Following the third dose, subjects will be inoculated intranasally with S. pneumoniae serotype 6B. Nasal washes to identify S. pneumoniae colonization will be obtained pre-inoculation, and then 2, 7 and 14 days after inoculation.

Subjects will also be monitored for safety and tolerability throughout the dosing period, and then for 12 months after their last dose.
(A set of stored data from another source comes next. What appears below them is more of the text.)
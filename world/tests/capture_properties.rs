use std::time::Duration;

use proptest::prelude::*;
use turf_core::{ActionMode, CellCoord, Command, Faction, UnitKind};
use turf_world::{self as world, query, territory::TerritoryCell, World};

fn faction() -> impl Strategy<Value = Faction> {
    prop_oneof![
        Just(Faction::Neutral),
        Just(Faction::Player),
        Just(Faction::Opponent),
    ]
}

fn kind() -> impl Strategy<Value = UnitKind> {
    prop_oneof![
        Just(UnitKind::Balanced),
        Just(UnitKind::Assault),
        Just(UnitKind::Forager),
    ]
}

proptest! {
    #[test]
    fn capture_progress_stays_in_unit_interval(
        claims in prop::collection::vec((prop::num::f64::ANY, faction()), 0..64)
    ) {
        let mut cell = TerritoryCell::new(CellCoord::new(0, 0));
        for (amount, candidate) in claims {
            let previous = cell.owner();
            let captured = cell.progress_capture(amount, candidate);
            let progress = cell.capture_progress();
            prop_assert!((0.0..=1.0).contains(&progress), "progress {progress}");
            if captured {
                prop_assert_eq!(cell.owner(), candidate);
                prop_assert_ne!(previous, candidate);
                prop_assert_eq!(progress, 0.0);
            }
        }
    }

    #[test]
    fn scripted_battles_keep_cells_consistent(
        orders in prop::collection::vec(
            (kind(), 0u32..8, 0u32..12, any::<bool>(), 1u64..2_000),
            1..24,
        )
    ) {
        let mut world = World::new();
        let total = query::territory_view(&world).len();

        for (kind, column, row, attack, millis) in orders {
            let mut events = Vec::new();
            let faction = if row < 6 { Faction::Player } else { Faction::Opponent };
            let home = if faction == Faction::Player {
                CellCoord::new(column, 0)
            } else {
                CellCoord::new(column, 11)
            };
            let mode = if attack { ActionMode::Attack } else { ActionMode::Collect };
            world::apply(
                &mut world,
                Command::SpawnUnitAtCell { kind, cell: home, faction, mode },
                &mut events,
            );
            if let Some(unit) = query::unit_view(&world).iter().last().map(|unit| unit.id) {
                world::apply(
                    &mut world,
                    Command::SetUnitTarget { unit, cell: CellCoord::new(column, row) },
                    &mut events,
                );
            }
            world::apply(
                &mut world,
                Command::Tick { dt: Duration::from_millis(millis) },
                &mut events,
            );

            let grid = query::grid(&world);
            for cell in grid.iter() {
                prop_assert!((0.0..=1.0).contains(&cell.capture_progress()));
            }
            let view = query::territory_view(&world);
            prop_assert_eq!(
                view.count(Faction::Player) + view.count(Faction::Opponent) + view.count(Faction::Neutral),
                total
            );
        }
    }
}
// Copyright 2025 The Shelf Authors.
//
// Licensed under the Apache License, Version 2.0 (the "License");
// you may not use this file except in compliance with the License.
// You may obtain a copy of the License at
//
//     http://www.apache.org/licenses/LICENSE-2.0
//
// Unless required by applicable law or agreed to in writing, software
// distributed under the License is distributed on an "AS IS" BASIS,
// WITHOUT WARRANTIES OR CONDITIONS OF ANY KIND, either express or implied.
// See the License for the specific language governing permissions and
// limitations under the License.

//! Type-safe configuration structures.
//!
//! Field names are camelCase on the wire. Every field has a default so a
//! partial file (or none at all) still yields a runnable server; `validate`
//! catches the combinations serde cannot.

use std::path::PathBuf;

use serde::{Deserialize, Serialize};

use crate::schema::{Record, SchemaKind};

/// Top-level server configuration.
#[derive(Debug, Clone, Serialize, Deserialize, PartialEq)]
#[serde(rename_all = "camelCase", default)]
pub struct ShelfServerConfig {
    /// Address to bind ("0.0.0.0" for all interfaces).
    pub host: String,
    pub port: u16,
    /// Default log level when RUST_LOG is not set.
    pub log_level: String,
    /// Write-capability token; mutations are open when unset or empty
    /// (empty supports the `${SHELF_API_TOKEN:-}` interpolation pattern).
    #[serde(skip_serializing_if = "Option::is_none")]
    pub api_token: Option<String>,
    /// Directory for photo attachment files.
    pub uploads_dir: PathBuf,
    #[serde(skip_serializing_if = "Option::is_none")]
    pub rate_limit: Option<RateLimitConfig>,
    pub collections: Vec<CollectionConfig>,
}

/// One served collection: its path name, schema, and backing store.
#[derive(Debug, Clone, Serialize, Deserialize, PartialEq)]
#[serde(rename_all = "camelCase")]
pub struct CollectionConfig {
    pub name: String,
    pub schema: SchemaKind,
    pub store: StoreConfig,
}

/// Backing store selection, tagged by `kind`.
#[derive(Debug, Clone, Serialize, Deserialize, PartialEq)]
#[serde(tag = "kind", rename_all = "camelCase")]
pub enum StoreConfig {
    /// Flat JSON array file, rewritten atomically on every mutation.
    #[serde(rename_all = "camelCase")]
    JsonFile { path: PathBuf },
    /// Process-memory store; contents are lost on restart.
    #[serde(rename_all = "camelCase")]
    Memory {
        #[serde(default, skip_serializing_if = "Vec::is_empty")]
        seed: Vec<Record>,
    },
}

/// Fixed-window per-client request budget.
#[derive(Debug, Clone, Copy, Serialize, Deserialize, PartialEq, Eq)]
#[serde(rename_all = "camelCase")]
pub struct RateLimitConfig {
    pub max_requests: u32,
    pub window_secs: u64,
}

impl Default for ShelfServerConfig {
    fn default() -> Self {
        Self {
            host: "0.0.0.0".to_string(),
            port: 8080,
            log_level: "info".to_string(),
            api_token: None,
            uploads_dir: PathBuf::from("./data/uploads"),
            rate_limit: None,
            collections: default_collections(),
        }
    }
}

fn default_collections() -> Vec<CollectionConfig> {
    let seed_products: Vec<Record> = [
        serde_json::json!({"id": 1, "name": "Laptop", "price": 50000, "category": "electronics"}),
        serde_json::json!({"id": 2, "name": "Mobile", "price": 20000, "category": "electronics"}),
    ]
    .iter()
    .filter_map(|v| v.as_object().cloned())
    .collect();

    vec![
        CollectionConfig {
            name: "customers".to_string(),
            schema: SchemaKind::Customers,
            store: StoreConfig::JsonFile {
                path: PathBuf::from("./data/customers.json"),
            },
        },
        CollectionConfig {
            name: "employees".to_string(),
            schema: SchemaKind::Employees,
            store: StoreConfig::JsonFile {
                path: PathBuf::from("./data/employees.json"),
            },
        },
        CollectionConfig {
            name: "books".to_string(),
            schema: SchemaKind::Books,
            store: StoreConfig::JsonFile {
                path: PathBuf::from("./data/books.json"),
            },
        },
        CollectionConfig {
            name: "products".to_string(),
            schema: SchemaKind::Products,
            store: StoreConfig::Memory {
                seed: seed_products,
            },
        },
    ]
}

const LOG_LEVELS: &[&str] = &["error", "warn", "info", "debug", "trace"];

/// Collection names that would shadow fixed API routes.
const RESERVED_COLLECTION_NAMES: &[&str] = &["collections", "docs"];

impl ShelfServerConfig {
    /// Cross-field validation beyond what serde can express.
    pub fn validate(&self) -> anyhow::Result<()> {
        let mut errors: Vec<String> = Vec::new();

        if self.port == 0 {
            errors.push("port must be non-zero".to_string());
        }
        if !LOG_LEVELS.contains(&self.log_level.as_str()) {
            errors.push(format!(
                "logLevel '{}' is not one of {}",
                self.log_level,
                LOG_LEVELS.join(", ")
            ));
        }
        if let Some(limit) = &self.rate_limit {
            if limit.max_requests == 0 {
                errors.push("rateLimit.maxRequests must be at least 1".to_string());
            }
            if limit.window_secs == 0 {
                errors.push("rateLimit.windowSecs must be at least 1".to_string());
            }
        }
        let mut seen_names = std::collections::HashSet::new();
        let mut seen_paths = std::collections::HashSet::new();
        for collection in &self.collections {
            let name = collection.name.as_str();
            if name.is_empty()
                || !name
                    .chars()
                    .all(|c| c.is_ascii_lowercase() || c.is_ascii_digit() || c == '_' || c == '-')
            {
                errors.push(format!(
                    "collection name '{name}' must be non-empty lowercase [a-z0-9_-]"
                ));
            }
            if RESERVED_COLLECTION_NAMES.contains(&name) {
                errors.push(format!("collection name '{name}' is reserved"));
            }
            if !seen_names.insert(name) {
                errors.push(format!("duplicate collection name '{name}'"));
            }
            if let StoreConfig::JsonFile { path } = &collection.store {
                if path.as_os_str().is_empty() {
                    errors.push(format!("collection '{name}' has an empty store path"));
                }
                if !seen_paths.insert(path.clone()) {
                    errors.push(format!(
                        "store path '{}' is used by more than one collection",
                        path.display()
                    ));
                }
            }
        }

        if errors.is_empty() {
            Ok(())
        } else {
            anyhow::bail!("invalid configuration:\n  {}", errors.join("\n  "))
        }
    }
}
// Copyright 2025 The Shelf Authors.
//
// Licensed under the Apache License, Version 2.0 (the "License");
// you may not use this file except in compliance with the License.
// You may obtain a copy of the License at
//
//     http://www.apache.org/licenses/LICENSE-2.0
//
// Unless required by applicable law or agreed to in writing, software
// distributed under the License is distributed on an "AS IS" BASIS,
// WITHOUT WARRANTIES OR CONDITIONS OF ANY KIND, either express or implied.
// See the License for the specific language governing permissions and
// limitations under the License.

//! Interactive configuration initialization.

use std::path::PathBuf;

use anyhow::Result;
use inquire::{Confirm, MultiSelect, Select, Text};

use shelf_server::config::{CollectionConfig, RateLimitConfig, StoreConfig};
use shelf_server::{save_config_file, SchemaKind, ShelfServerConfig};

/// Collection selection options.
#[derive(Debug, Clone, Copy, PartialEq, Eq)]
enum CollectionChoice {
    Customers,
    Employees,
    Books,
    Products,
}

impl CollectionChoice {
    const ALL: [CollectionChoice; 4] = [
        CollectionChoice::Customers,
        CollectionChoice::Employees,
        CollectionChoice::Books,
        CollectionChoice::Products,
    ];

    fn name(self) -> &'static str {
        match self {
            CollectionChoice::Customers => "customers",
            CollectionChoice::Employees => "employees",
            CollectionChoice::Books => "books",
            CollectionChoice::Products => "products",
        }
    }

    fn schema(self) -> SchemaKind {
        match self {
            CollectionChoice::Customers => SchemaKind::Customers,
            CollectionChoice::Employees => SchemaKind::Employees,
            CollectionChoice::Books => SchemaKind::Books,
            CollectionChoice::Products => SchemaKind::Products,
        }
    }
}

impl std::fmt::Display for CollectionChoice {
    fn fmt(&self, f: &mut std::fmt::Formatter<'_>) -> std::fmt::Result {
        match self {
            CollectionChoice::Customers => {
                write!(f, "customers - unique email/phone, photo attachments")
            }
            CollectionChoice::Employees => write!(f, "employees - name and salary records"),
            CollectionChoice::Books => write!(f, "books - title/author/publisher records"),
            CollectionChoice::Products => write!(f, "products - in-memory demo collection"),
        }
    }
}

/// Create a configuration file from interactive prompts.
pub fn run_init(output: PathBuf, force: bool) -> Result<()> {
    if output.exists() && !force {
        anyhow::bail!(
            "Configuration file '{}' already exists. Use --force to overwrite.",
            output.display()
        );
    }

    println!("Shelf Server Configuration");
    println!("--------------------------");

    let host = Text::new("Server host:")
        .with_default("0.0.0.0")
        .with_help_message("IP address to bind to (0.0.0.0 for all interfaces)")
        .prompt()?;

    let port: u16 = Text::new("Server port:")
        .with_default("8080")
        .prompt()?
        .parse()?;

    let log_level = Select::new(
        "Log level:",
        vec!["error", "warn", "info", "debug", "trace"],
    )
    .with_starting_cursor(2)
    .prompt()?
    .to_string();

    let data_dir = Text::new("Data directory:")
        .with_default("./data")
        .with_help_message("Where JSON store files and uploads are kept")
        .prompt()?;

    let selected = MultiSelect::new("Collections to serve:", CollectionChoice::ALL.to_vec())
        .with_all_selected_by_default()
        .prompt()?;

    let api_token = Text::new("Write token (leave empty to keep mutations open):")
        .with_default("")
        .prompt()?;

    let rate_limit = if Confirm::new("Enable per-client rate limiting?")
        .with_default(false)
        .prompt()?
    {
        let max_requests: u32 = Text::new("Requests per window:")
            .with_default("100")
            .prompt()?
            .parse()?;
        let window_secs: u64 = Text::new("Window length (seconds):")
            .with_default("3600")
            .prompt()?
            .parse()?;
        Some(RateLimitConfig {
            max_requests,
            window_secs,
        })
    } else {
        None
    };

    let collections = selected
        .into_iter()
        .map(|choice| {
            let store = match choice {
                CollectionChoice::Products => StoreConfig::Memory { seed: Vec::new() },
                other => StoreConfig::JsonFile {
                    path: PathBuf::from(format!("{data_dir}/{}.json", other.name())),
                },
            };
            CollectionConfig {
                name: choice.name().to_string(),
                schema: choice.schema(),
                store,
            }
        })
        .collect();

    let config = ShelfServerConfig {
        host,
        port,
        log_level,
        api_token: (!api_token.is_empty()).then_some(api_token),
        uploads_dir: PathBuf::from(format!("{data_dir}/uploads")),
        rate_limit,
        collections,
    };
    config.validate()?;

    if let Some(parent) = output.parent() {
        std::fs::create_dir_all(parent)?;
    }
    save_config_file(&config, &output)?;

    println!();
    println!("[OK] Configuration written to {}", output.display());
    println!("Start the server with: shelf-server run --config {}", output.display());

    Ok(())
}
The purpose of this study is to evaluate the effectiveness of GEN-004 in reducing colonization rates and magnitude of colonization following the S. pneumoniae challenge.

Enrollment

98 patients

Sex

All

Ages

18 to 55 years old

Volunteers

Accepts Healthy Volunteers

Inclusion criteria

Males and non-pregnant females, ages 18 to 55 years inclusive.
Willing and able to provide written informed consent.
Fluent English speakers only (for safety reasons)
Willing to perform and comply with all study procedures including attending clinic visits as scheduled.

Exclusion criteria

Prior vaccination with pneumococcal vaccine.
History of invasive pneumococcal disease (i.e., sepsis, meningitis or pneumonia with bacteremia).
Close contact with at risk individuals (young children [under 5years], immunosuppressed adults, elderly, chronic ill health).
Current smoker or significant smoking history (>10 pack years).
Pregnant or breast-feeding woman.
Women of child-bearing potential (WOCBP) who are deemed not to have sufficient, effective birth control in place for 1 month prior to vaccination and 1 month after the final vaccination.
Allergy to penicillin or amoxicillin.
Any screening laboratory value > Grade 1
Positive serologic test for HIV-1 or hepatitis C infection; positive hepatitis B surface antigen (HBsAg).
Asthma (on regular medication) or other respiratory disease.
Immunocompromised individuals, including those receiving corticosteroids or other immunosuppressive agents.
Presence or history of auto-immune disease (refer to Appendix 4) regardless of current treatment.
No antibiotic treatment within 1 week of inoculation
Previous involvement in EHPC study inoculated with pneumococcal bacteria
In any other clinical trial unless in observational stage or follow-up
Diabetes, type 1 or type 2.
Other active, uncontrolled co-morbidities that, in the opinion of the Investigator would make the subject unsuitable for the study or unable to comply with the study requirements.

NOTE: Subjects who are taking a medication to control an underlying co-morbidity may be enrolled if there have been no changes to their medication within 60 days prior to first dose of Study Drug.